President Obama has taken key strides towards addressing the issue of cybersecurity both domestically and internationally. A Cybersecurity Office, part of the National Security Staff, is run by Cybersecurity Coordinator Howard Schmidt, who doubles as a “special assistant” to the President. With the help of the Homeland Security Advisor and the Secretary of State, in May 2011 Schmidt announced the first comprehensive International Strategy for Cyberspace, which set proposals and an agenda for combating a multitude of global cyber threats. Despite accusations, China has asserted that it too is susceptible to cyber attacks; in July, Foreign Minister Hong Lei expressed China’s desire to work cooperatively with the international community to address the issue.

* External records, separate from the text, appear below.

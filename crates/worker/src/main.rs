//! Scheduled background worker.
//!
//! Runs the nightly wellness analysis at a fixed local time and the
//! alert-notification sweep on an interval. Deploys alongside the API
//! binary; the shared job lock keeps a manual trigger and the schedule
//! from running the analysis concurrently.

mod config;

use std::sync::Arc;
use std::time::Duration;

use tokio_util::sync::CancellationToken;
use tracing_subscriber::{layer::SubscriberExt, util::SubscriberInitExt};

use teampulse_insights::{InsightsClient, InsightsConfig};
use teampulse_jobs::{AlertSweep, AnalysisJob, DailySchedule};
use teampulse_push::{PushClient, PushConfig};

use config::WorkerConfig;

#[tokio::main]
async fn main() {
    dotenvy::dotenv().ok();

    // --- Tracing ---
    tracing_subscriber::registry()
        .with(
            tracing_subscriber::EnvFilter::try_from_default_env()
                .unwrap_or_else(|_| "teampulse_worker=debug,teampulse_jobs=debug".into()),
        )
        .with(tracing_subscriber::fmt::layer())
        .init();

    // --- Configuration ---
    let config = WorkerConfig::from_env();
    tracing::info!(
        hour = config.analysis_hour,
        minute = config.analysis_minute,
        tz = %config.schedule_tz,
        "Loaded worker configuration"
    );

    // --- Database ---
    let database_url = std::env::var("DATABASE_URL").expect("DATABASE_URL must be set");

    let pool = teampulse_db::create_pool(&database_url)
        .await
        .expect("Failed to connect to database");
    tracing::info!("Database connection pool created");

    teampulse_db::health_check(&pool)
        .await
        .expect("Database health check failed");
    tracing::info!("Database health check passed");

    // Migrations are applied by the API binary; the worker assumes an
    // up-to-date schema.

    // --- External service clients ---
    let insights = Arc::new(InsightsClient::new(InsightsConfig::from_env()));
    let push = Arc::new(PushClient::new(PushConfig::from_env()));

    // --- Background loops ---
    let cancel = CancellationToken::new();

    let schedule = DailySchedule {
        hour: config.analysis_hour,
        minute: config.analysis_minute,
        tz: config.schedule_tz,
    };
    let analysis = AnalysisJob::new(pool.clone(), Arc::clone(&insights), Arc::clone(&push));
    let analysis_handle = tokio::spawn({
        let cancel = cancel.clone();
        async move { analysis.run_on_schedule(schedule, cancel).await }
    });
    tracing::info!("Nightly analysis scheduler started");

    let sweep = AlertSweep::new(pool.clone(), Arc::clone(&push));
    let sweep_handle = tokio::spawn(sweep.run(cancel.clone()));
    tracing::info!("Alert notification sweep started");

    // --- Wait for termination ---
    shutdown_signal().await;

    cancel.cancel();
    let _ = tokio::time::timeout(Duration::from_secs(5), analysis_handle).await;
    let _ = tokio::time::timeout(Duration::from_secs(5), sweep_handle).await;

    tracing::info!("Graceful shutdown complete");
}

/// Wait for a termination signal to initiate graceful shutdown.
///
/// Handles both SIGINT (Ctrl-C) and SIGTERM (on Unix) so the worker
/// shuts down cleanly whether stopped interactively or by a process
/// manager (e.g. systemd, Docker, Kubernetes).
async fn shutdown_signal() {
    let ctrl_c = async {
        tokio::signal::ctrl_c()
            .await
            .expect("Failed to install Ctrl-C handler");
    };

    #[cfg(unix)]
    let terminate = async {
        tokio::signal::unix::signal(tokio::signal::unix::SignalKind::terminate())
            .expect("Failed to install SIGTERM handler")
            .recv()
            .await;
    };

    #[cfg(not(unix))]
    let terminate = std::future::pending::<()>();

    tokio::select! {
        () = ctrl_c => {
            tracing::info!("Received SIGINT (Ctrl-C), starting graceful shutdown");
        }
        () = terminate => {
            tracing::info!("Received SIGTERM, starting graceful shutdown");
        }
    }
}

In 2009, President Obama called cyber attacks, “weapons of mass disruption”. Though it is unlikely that the U.S. faces an imminent threat of cyber war, it is clear that governments, international organizations, and companies will need to adapt alongside expanding technology- and the new threats it brings. 


Key Questions

  • Should cyberthreats be a national priority?
  • Is the U.S. at risk of cyber-attacks, or cyber warfare? What is the difference between the two?
  • What constitutes a cyber threat?
  • What countries/entities are the most sophisticated at carrying out cyber attacks?
  • What actions is the U.S. taking to defend itself from attacks?
  • Should the U.S. engage in cyber warfare?
  • Should there be greater national internet oversight? Should cyber threats be handled privately or through the government?